成長鈍化のマネジメントソリューションズ(MSOL)、人材獲得競争は激化!

 アンダーセンコンサルティング(現アクセンチュア)出身の社長CEOが率いるマネジメントソリューションズ(以下、MSOL)。PMOと呼ばれるプロジェクト全体の進捗管理・課題の可視化を得意とするコンサル会社で、特に大企業に強いのが特徴。売上高は1Qの減収から増収基調への修正は成功。利益構造の改善が大きな課題だ。

プロジェクトマネジメントのMSOL(マネジメントソリューションズ)、DX需要取り込みで規模拡大継続!(2023年5月4日投稿)
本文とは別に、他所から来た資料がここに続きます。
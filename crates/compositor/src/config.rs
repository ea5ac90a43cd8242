//! Configuration for the compositor.

use atlas_common::PhysicalQuantity;
use projection::UtmZone;
use renderer::ScaleMode;
use serde::{Deserialize, Serialize};

use crate::types::{AggregationMethod, PercentileMode};

/// Configuration for composite builds.
///
/// Quality thresholds default to permissive values so sparse catalogues
/// still produce an overlay; tighten them through the environment.
#[derive(Debug, Clone, Serialize, Deserialize)]
#[serde(default)]
pub struct CompositorConfig {
    /// Granules with more cloud cover than this are discarded.
    pub max_cloud_percent: f64,

    /// Granules covering less of the region than this are discarded.
    pub min_coverage_percent: f64,

    /// Maximum granule reads in flight.
    pub fetch_concurrency: usize,

    /// Side length of the square buffer each window read is resampled to.
    pub window_size: u32,

    /// Upper bound on the longer side of the output bitmap.
    pub max_output_dim: u32,

    /// Target ground resolution of the output grid in meters.
    pub target_resolution_m: f64,

    /// Stacks shorter than this fall back to the median for p90/p95.
    pub min_stack_for_percentile: usize,

    /// Default per-pixel reducer.
    pub aggregation: AggregationMethod,

    /// Weighted or strict-index percentile selection.
    pub percentile_mode: PercentileMode,

    /// Fixed physical breakpoints or regional P5..P95 stretch.
    pub color_scale: ScaleMode,

    /// Quantity the granules carry; drives validity masking and fixed scales.
    pub quantity: PhysicalQuantity,

    /// Zone used when neither the file name nor the metadata names one.
    pub default_utm_zone: UtmZone,

    /// Optional CORS proxy prefix for raster requests.
    pub proxy_url: Option<String>,

    /// Number of finished composites kept in memory.
    pub cache_entries: usize,

    /// Number of opened granules kept in memory by URL; 0 disables.
    pub granule_cache_entries: usize,
}

impl Default for CompositorConfig {
    fn default() -> Self {
        Self {
            max_cloud_percent: 90.0,
            min_coverage_percent: 10.0,
            fetch_concurrency: 4,
            window_size: 512,
            max_output_dim: 1024,
            target_resolution_m: 70.0,
            min_stack_for_percentile: 5,
            aggregation: AggregationMethod::Median,
            percentile_mode: PercentileMode::Weighted,
            color_scale: ScaleMode::Dynamic,
            quantity: PhysicalQuantity::LandSurfaceTemperature,
            default_utm_zone: default_zone(),
            proxy_url: None,
            cache_entries: 16,
            granule_cache_entries: 8,
        }
    }
}

// Zone 32N covers most of Germany
fn default_zone() -> UtmZone {
    UtmZone::from_epsg(32632).unwrap_or_else(|| UtmZone::containing(9.0, 51.0))
}

impl CompositorConfig {
    /// Load configuration from environment variables.
    pub fn from_env() -> Self {
        let mut config = Self::default();

        if let Ok(val) = std::env::var("COMPOSITE_MAX_CLOUD_PERCENT") {
            if let Ok(v) = val.parse() {
                config.max_cloud_percent = v;
            }
        }

        if let Ok(val) = std::env::var("COMPOSITE_MIN_COVERAGE_PERCENT") {
            if let Ok(v) = val.parse() {
                config.min_coverage_percent = v;
            }
        }

        if let Ok(val) = std::env::var("COMPOSITE_FETCH_CONCURRENCY") {
            if let Ok(v) = val.parse() {
                config.fetch_concurrency = v;
            }
        }

        if let Ok(val) = std::env::var("COMPOSITE_WINDOW_SIZE") {
            if let Ok(v) = val.parse() {
                config.window_size = v;
            }
        }

        if let Ok(val) = std::env::var("COMPOSITE_MAX_OUTPUT_DIM") {
            if let Ok(v) = val.parse() {
                config.max_output_dim = v;
            }
        }

        if let Ok(val) = std::env::var("COMPOSITE_TARGET_RESOLUTION_M") {
            if let Ok(v) = val.parse() {
                config.target_resolution_m = v;
            }
        }

        if let Ok(val) = std::env::var("COMPOSITE_AGGREGATION") {
            config.aggregation = AggregationMethod::from_str(&val);
        }

        if let Ok(val) = std::env::var("COMPOSITE_PERCENTILE_MODE") {
            config.percentile_mode = PercentileMode::from_str(&val);
        }

        if let Ok(val) = std::env::var("COMPOSITE_COLOR_SCALE") {
            config.color_scale = ScaleMode::from_str(&val);
        }

        if let Ok(val) = std::env::var("COMPOSITE_QUANTITY") {
            config.quantity = PhysicalQuantity::from_str(&val);
        }

        if let Ok(val) = std::env::var("COMPOSITE_DEFAULT_UTM_ZONE") {
            if let Some(zone) = UtmZone::parse(&val) {
                config.default_utm_zone = zone;
            }
        }

        if let Ok(val) = std::env::var("RASTER_PROXY_URL") {
            if !val.trim().is_empty() {
                config.proxy_url = Some(val);
            }
        }

        if let Ok(val) = std::env::var("COMPOSITE_CACHE_ENTRIES") {
            if let Ok(v) = val.parse() {
                config.cache_entries = v;
            }
        }

        if let Ok(val) = std::env::var("COMPOSITE_GRANULE_CACHE_ENTRIES") {
            if let Ok(v) = val.parse() {
                config.granule_cache_entries = v;
            }
        }

        config
    }

    /// Validate the configuration.
    pub fn validate(&self) -> Result<(), String> {
        if !(0.0..=100.0).contains(&self.max_cloud_percent) {
            return Err("max_cloud_percent must be 0-100".to_string());
        }

        if !(0.0..=100.0).contains(&self.min_coverage_percent) {
            return Err("min_coverage_percent must be 0-100".to_string());
        }

        if self.fetch_concurrency == 0 {
            return Err("fetch_concurrency must be > 0".to_string());
        }

        if self.window_size == 0 {
            return Err("window_size must be > 0".to_string());
        }

        if self.max_output_dim == 0 {
            return Err("max_output_dim must be > 0".to_string());
        }

        if !(self.target_resolution_m.is_finite() && self.target_resolution_m > 0.0) {
            return Err("target_resolution_m must be > 0".to_string());
        }

        if self.min_stack_for_percentile < 2 {
            return Err("min_stack_for_percentile must be >= 2".to_string());
        }

        Ok(())
    }
}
プロジェクトマネジメント支援のマネジメントソリューションズ(MSOL)!(2022年5月7日投稿)

■基本情報(2024年8月16日時点)

  • 株価:1,295円(10年来高値:5,210円)
  • 時価総額:218億円
  • 予想PER:12.9倍
  • PBR:4.78倍
  • 予想配当利回り:1.98%
  • 自己資本比率:62.0%
  • 会計基準:日本基準
  • 株主数:4,571人(2023年10月31日時点)
  • 事業価値:200億円

■MSOLの業績は?

 MSOLの2024年12月期の第二四半期の売上高は92.7億円(前年比+15.4%増)、営業利益8.5億円(前年比+5.5%増)の増収増益。MSOLの売上総利益率は+40.2%(前年は+36.6%)、営業利益率は+9.1%(前年は+10.0%)と粗利率は改善したものの、人件費の大幅な増加により営業利益率は悪化となった。ただし、決算説明資料をみると、売上原価と販管費の入り繰りの調整で粗利と営業利益のバランスが変わっていることを指摘している。

 MSOLの売上総利益は前年の29.4億円→37.3億円と7.9億円の増加、販管費は前年の21.4億円→28.8億円と+7.4億円の増加となり、営業利益は前年の8.0億円→8.5億円と+0.5億円の増加にとどまった。

■MSOLの事情状況は?

 MSOLの従業員数は1,341名(前年同期は1,063名)、コンサルタント数は1,091名(前年同期は897名)と大きく従業員数を増やしている。中途採用者数を公表しており、年間で500~600名ほどを採用している。つまり、従業員の純増から考えると相当数の退職者がいることがわかる。

 ここまで中途採用をしていることを考えると、採用費も相当に高くなっていると思われる。採用教育費という販管費の項目を開示しており、年間で6~7億円を投資している。2024年度については上期の時点で6億円となっている。なお、月平均の応募者数は720名(2023年度の実績)となっており、採用に相当コストをかけている。

 MSOLはプロジェクトマネジメントを得意としたコンサルティング会社。同業の上場企業としては、プロジェクトホールディングスや総合コンサルティング企業、ベイカレントなどが想定される。従業員の平均年齢は38.5歳、平均勤続年数は2.3年、平均年収は725万円。給与水準は低いわけではないものの、コンサルティング企業としては高い範囲でもない。

■MSOLのKPIは?

 MSOLの決算説明資料をみるかぎり、重要なKPIやその進捗の説明が一切ない。受注状況、コンサルタントの稼働率、コンサルタントあたりの売上高金額など、何も開示されていない。業績が好調であればよいものの、成長性が大きく鈍化しており、現状の進捗が見えないのは悩ましい。

■MSOLの株価推移は?

 MSOLの時価総額は約200億円。2024年8月の利上げショックで株価は大きく下落したものの、底値から3割ほど回復している。しかしながら、成長性と収益性が鈍化しており、MSOLの株価トレンドは下降傾向にある。株価の割安感もないので、当面は株価の浮上はないのではないだろうか。